Prof Sen finished his PhD at the University of Cambridge and taught at Sussex, Oxford, Cambridge and Essex before joining JNU. His PhD on the agrarian constraint to the Indian planning experience was published as a two-part article in the Cambridge Journal of Economics in 1981, which remains a classic in the field of agricultural economics in general and Indian agricultural development in particular.

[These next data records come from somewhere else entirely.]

//! Metrics definitions for Identity Guard.
//!
//! All metrics follow Prometheus naming conventions:
//! - `guard_` prefix
//! - `_total` suffix for counters
//! - `_seconds` suffix for duration histograms
//!
//! # Cardinality
//!
//! Labels are bounded:
//! - `method`: 7 values max (GET, POST, PATCH, DELETE, PUT, HEAD, OPTIONS)
//! - `endpoint`: known paths plus `/other`
//! - `status`: 3 values (success, error, timeout)
//! - `outcome`: success/error for validations, 4 values for key fetches
//! - `error_category`: bounded by `ErrorCategory`

use metrics::{counter, histogram};
use metrics_exporter_prometheus::{Matcher, PrometheusBuilder, PrometheusHandle};
use std::time::Duration;

/// Initialize the Prometheus metrics recorder and return the handle
/// for serving metrics via HTTP.
///
/// Must be called before any metrics are recorded.
///
/// # Errors
///
/// Returns error if the recorder fails to install (e.g., already installed).
pub fn init_metrics_recorder() -> Result<PrometheusHandle, String> {
    PrometheusBuilder::new()
        // Token validation is CPU-bound unless a key fetch is needed
        .set_buckets_for_metric(
            Matcher::Prefix("guard_token_validation".to_string()),
            &[
                0.0005, 0.001, 0.005, 0.010, 0.025, 0.050, 0.100, 0.250, 0.500, 1.000,
            ],
        )
        .map_err(|e| format!("Failed to set token validation buckets: {e}"))?
        // Key discovery is an outbound HTTPS call
        .set_buckets_for_metric(
            Matcher::Prefix("guard_jwks_fetch".to_string()),
            &[
                0.010, 0.050, 0.100, 0.250, 0.500, 1.000, 2.500, 5.000, 10.000,
            ],
        )
        .map_err(|e| format!("Failed to set key fetch buckets: {e}"))?
        .set_buckets_for_metric(
            Matcher::Prefix("guard_http".to_string()),
            &[
                0.005, 0.010, 0.025, 0.050, 0.100, 0.150, 0.200, 0.300, 0.500, 1.000, 2.000,
            ],
        )
        .map_err(|e| format!("Failed to set HTTP request buckets: {e}"))?
        .install_recorder()
        .map_err(|e| format!("Failed to install Prometheus metrics recorder: {e}"))
}

// ============================================================================
// Token Validation Metrics
// ============================================================================

/// Record one guard decision.
///
/// Metric: `guard_token_validations_total`, `guard_token_validation_duration_seconds`
/// Labels: `outcome`, `error_category`
pub fn record_token_validation(outcome: &str, error_category: Option<&str>, duration: Duration) {
    let category = error_category.unwrap_or("none");

    histogram!("guard_token_validation_duration_seconds",
        "outcome" => outcome.to_string()
    )
    .record(duration.as_secs_f64());

    counter!("guard_token_validations_total",
        "outcome" => outcome.to_string(),
        "error_category" => category.to_string()
    )
    .increment(1);
}

// ============================================================================
// Key Discovery Metrics
// ============================================================================

/// Record a signing key fetch.
///
/// Metric: `guard_jwks_fetches_total`, `guard_jwks_fetch_duration_seconds`
/// Labels: `outcome` (success, unavailable, malformed, unreachable)
pub fn record_jwks_fetch(outcome: &str, duration: Duration) {
    histogram!("guard_jwks_fetch_duration_seconds",
        "outcome" => outcome.to_string()
    )
    .record(duration.as_secs_f64());

    counter!("guard_jwks_fetches_total",
        "outcome" => outcome.to_string()
    )
    .increment(1);
}

/// Record a key set cache lookup.
///
/// Metric: `guard_jwks_cache_total`
/// Labels: `result` (hit, miss)
pub fn record_jwks_cache(hit: bool) {
    let result = if hit { "hit" } else { "miss" };

    counter!("guard_jwks_cache_total",
        "result" => result
    )
    .increment(1);
}

// ============================================================================
// HTTP Request Metrics
// ============================================================================

/// Record HTTP request completion
///
/// Metric: `guard_http_requests_total`, `guard_http_request_duration_seconds`
/// Labels: `method`, `endpoint`, `status`
pub fn record_http_request(method: &str, endpoint: &str, status_code: u16, duration: Duration) {
    let normalized_endpoint = normalize_endpoint(endpoint);
    let status = categorize_status_code(status_code);

    histogram!("guard_http_request_duration_seconds",
        "method" => method.to_string(),
        "endpoint" => normalized_endpoint,
        "status" => status
    )
    .record(duration.as_secs_f64());

    counter!("guard_http_requests_total",
        "method" => method.to_string(),
        "endpoint" => normalized_endpoint,
        "status_code" => status_code.to_string()
    )
    .increment(1);
}

/// Categorize HTTP status code into success/error/timeout
fn categorize_status_code(status_code: u16) -> &'static str {
    match status_code {
        200..=299 => "success",
        408 | 504 => "timeout",
        _ => "error",
    }
}

/// Unknown paths collapse to `/other` to bound cardinality.
fn normalize_endpoint(path: &str) -> &'static str {
    match path {
        "/" => "/",
        "/health" => "/health",
        "/ready" => "/ready",
        "/metrics" => "/metrics",
        "/api/v1/me" => "/api/v1/me",
        _ => "/other",
    }
}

As an economist, Prof Sen believed in changing the world too instead of just interpreting it. He served as the chairperson of Committee for Agricultural Cost and Prices (CACP) and as a member of the Planning Commission between 2004-2014. Linking the minimum support price (MSP) to the cost of cultivation in cash and in kind is one of the lasting contributions he made to the fixation of the MSP in this country. Similarly, the National Food Security Act of 2013 owes a lot to his dogged defence of a universal public distribution system, which resulted in provisioning of rice and wheat at a low price to more than one-third of the Indian population. Last but not the least, he played an instrumental role in legislation of the NREGA, the biggest employment guarantee programme in the world. To honour his lasting contribution to public service, he was awarded the Padma Bhushan in 2010.

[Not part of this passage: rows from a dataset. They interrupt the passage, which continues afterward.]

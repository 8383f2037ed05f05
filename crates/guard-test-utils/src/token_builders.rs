//! Builder for test token claims.
//!
//! Presets produce claims a guard configured for the same tenant and
//! client accepts; the modifiers break one claim at a time.

use chrono::{Duration, Utc};
use serde_json::{json, Map, Value};

/// Builder for Microsoft identity platform style token claims
///
/// # Example
/// ```rust,ignore
/// let claims = TestTokenBuilder::v2(TENANT, CLIENT)
///     .for_user("alice")
///     .with_scope("User.Read")
///     .expires_in(3600)
///     .build();
/// let token = TestKeypair::primary().sign(&claims)?;
/// ```
#[derive(Debug, Clone)]
pub struct TestTokenBuilder {
    claims: Map<String, Value>,
}

impl TestTokenBuilder {
    /// Claims of a v1 token: `api://` audience, `sts.windows.net` issuer.
    pub fn v1(tenant_id: &str, client_id: &str) -> Self {
        Self::base(
            tenant_id,
            "1.0",
            &format!("api://{client_id}"),
            &format!("https://sts.windows.net/{tenant_id}/"),
        )
    }

    /// Claims of a v2 token: client id audience, v2.0 issuer.
    pub fn v2(tenant_id: &str, client_id: &str) -> Self {
        Self::base(
            tenant_id,
            "2.0",
            client_id,
            &format!("https://login.microsoftonline.com/{tenant_id}/v2.0"),
        )
    }

    fn base(tenant_id: &str, version: &str, audience: &str, issuer: &str) -> Self {
        let now = Utc::now();
        let mut claims = Map::new();
        claims.insert("aud".to_string(), json!(audience));
        claims.insert("iss".to_string(), json!(issuer));
        claims.insert("iat".to_string(), json!(now.timestamp()));
        claims.insert("nbf".to_string(), json!(now.timestamp()));
        claims.insert(
            "exp".to_string(),
            json!((now + Duration::seconds(3600)).timestamp()),
        );
        claims.insert("sub".to_string(), json!("test-subject"));
        claims.insert(
            "oid".to_string(),
            json!("00000000-0000-0000-0000-000000000001"),
        );
        claims.insert("tid".to_string(), json!(tenant_id));
        claims.insert("ver".to_string(), json!(version));

        Self { claims }
    }

    /// Set the subject
    pub fn for_user(self, subject: &str) -> Self {
        self.with_claim("sub", json!(subject))
    }

    /// Set the delegated scopes (space-separated)
    pub fn with_scope(self, scope: &str) -> Self {
        self.with_claim("scp", json!(scope))
    }

    /// Set application roles
    pub fn with_roles(self, roles: &[&str]) -> Self {
        self.with_claim("roles", json!(roles))
    }

    pub fn with_audience(self, audience: &str) -> Self {
        self.with_claim("aud", json!(audience))
    }

    pub fn with_issuer(self, issuer: &str) -> Self {
        self.with_claim("iss", json!(issuer))
    }

    pub fn with_version(self, version: &str) -> Self {
        self.with_claim("ver", json!(version))
    }

    /// Set expiration in seconds from now (negative for an expired token)
    pub fn expires_in(self, seconds: i64) -> Self {
        let exp = (Utc::now() + Duration::seconds(seconds)).timestamp();
        self.with_claim("exp", json!(exp))
    }

    /// Set issued-at timestamp
    pub fn issued_at(self, timestamp: i64) -> Self {
        self.with_claim("iat", json!(timestamp))
    }

    /// Set not-before timestamp
    pub fn not_before(self, timestamp: i64) -> Self {
        self.with_claim("nbf", json!(timestamp))
    }

    /// Set any claim
    pub fn with_claim(mut self, name: &str, value: Value) -> Self {
        self.claims.insert(name.to_string(), value);
        self
    }

    /// Remove a claim
    pub fn without_claim(mut self, name: &str) -> Self {
        self.claims.remove(name);
        self
    }

    /// Build the claims as a JSON value
    pub fn build(self) -> Value {
        Value::Object(self.claims)
    }
}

Manik, as he was called by his friends, was one of a kind. An extremely bright mind, with his infectious humour, he was a maverick in many ways. Once a couple of small children on the JNU campus asked him ‘Nana, why do you have such a long beard? He replied, in his quintessential witty manner, that it was a bird’s nest and that if the kids watched it carefully one or two birds may just fly out! At the same time, Manik was fearless in his opinions and inherently opposed to any dogmatism. He was one of those teachers who could shift from teaching one compulsory course to another with an ease and competence that was difficult to match. He would absent-mindedly leave the classroom in the middle but then come back in the next class to apologise and by way of an apology give a brilliant lecture. He was known to have forgotten to prepare the question paper for the exams for his courses. Nevertheless, he would hardly ever miss the synopsis presentations by students at CESP, where his brilliance was in full display. His incisive comments both within his own area of expertise, and even more interestingly outside that, were so good that in quite a few instances, it helped change the course of PhD work in fundamental ways. Manik loved his data, Old Monk and his favourite Charms cigarettes of those days.
With Prof. Sen’s departure, the JNU community has lost one of its stalwarts. JNUTA extends its condolences to Prof Jayati Ghosh and their daughter Jahnavi for this irreparable loss.